We have benchmarked and evaluated the methods presented in this paper. First, we provide an overview of the used datasets in Sect. 6.1. Section 6.2 contains the evaluation of Artemis, while Sect. 6.3 contains the experimental evaluation of EBESM.

In summary, we benchmarked the performance of Artemis in terms of classification, clustering purity, noise robustness, and scalability, on eight real datasets, against three state-of-the-art methods: Matrix (Kostakis et al. 2011b), DTW (Kostakis et al. 2011a), and IBSM (Kotsifakos et al. 2013). The implementations of these methods have been made publicly available.Footnote 2 In addition, we studied the performance of EBESM on a large synthetic dataset as well as on a real dataset. We also practically demonstrate how other indexing methods, such as R-trees, are unable to provide any benefits.

6.1 Datasets

We used the following eight real datasets:

  • ASL (Papapetrou et al. 2009b) Event labels correspond to grammatical or syntactic forms (e.g., wh-word, wh-question, verb, noun, etc.) as well as facial or gestural expressions (e.g., head tilt right, rapid head shake, eyebrow raise, etc.).
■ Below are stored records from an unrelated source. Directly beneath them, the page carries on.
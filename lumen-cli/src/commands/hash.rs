//! Hash command implementation.

use std::path::PathBuf;

use anyhow::{Context, Result};
use lumen_core::hash_reader;
use tracing::info;

/// Print the content hash that keys cache entries for `file`.
pub async fn execute(file: PathBuf) -> Result<()> {
    let mut reader = tokio::fs::File::open(&file)
        .await
        .with_context(|| format!("Failed to read file: {}", file.display()))?;
    let hash = hash_reader(&mut reader)
        .await
        .with_context(|| format!("Failed to read file: {}", file.display()))?;

    info!(path = %file.display(), hash = %hash.short(), "Hashed file");
    println!("{hash}");
    Ok(())
}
An e-sequence is an expression of a sentence using sign language.

  • ASL2 This is a new dataset of American Sign Language, with a larger number of e-sequences and additional event labels.

  • Auslan (Mörchen and Fradkin 2010) The e-sequences were derived from the Australian Sign Language dataset available in the UCI repository.Footnote 3 Each event-interval represents a word like girl or right.
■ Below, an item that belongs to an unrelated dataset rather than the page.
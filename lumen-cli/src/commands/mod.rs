pub mod analyze;
pub mod hash;
pub mod lookup;
pub mod unlock;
  • Blocks (Mörchen and Fradkin 2010) Event labels correspond to visual primitives obtained from videos of a human hand stacking colored blocks describing which blocks are touched and the actions of the hand (e.g., contacts blue or red, attached hand red, etc.). E-sequences represent scenarios such as atomic actions (pickup) or complete scenarios (assemble).

  • Context (Mörchen and Fradkin 2010) Event labels were derived from categorical and numerical data describing the context of a mobile device carried by humans in different situations. Each e-sequence represents one of five different scenarios such as street or meeting.

  • Hepatitis (Patel et al. 2008) The dataset contains information about patients who have either Hepatitis B or Hepatitis C. The event-intervals represent the results of 63 regular tests. Each e-sequence describes a series of tests taken by a patient.

  • Pioneer (Mörchen and Fradkin 2010) This dataset was constructed from the Pioneer-1 dataset available in the UCI repository. event-intervals correspond to the input provided by the robot sensors. Each e-sequence in the dataset describes one of three moving scenarios of the robot: gripper, move, turn.

  • Skating (Mörchen and Fradkin 2010) event-intervals describe muscle activity and leg position of 6 professional In-Line Speed Skaters during controlled tests at 7 different speeds on a treadmill. Each e-sequence represents a complete movement cycle.

Further details regarding these datasets are displayed in Table 2.

Table 2 Dataset summary

In order to acquire large enough datasets, we have implemented a generator, called INT-GEN, of artificial e-sequences. The main characteristic of our generator is to produce large datasets with statistical properties similar to those of the real datasets.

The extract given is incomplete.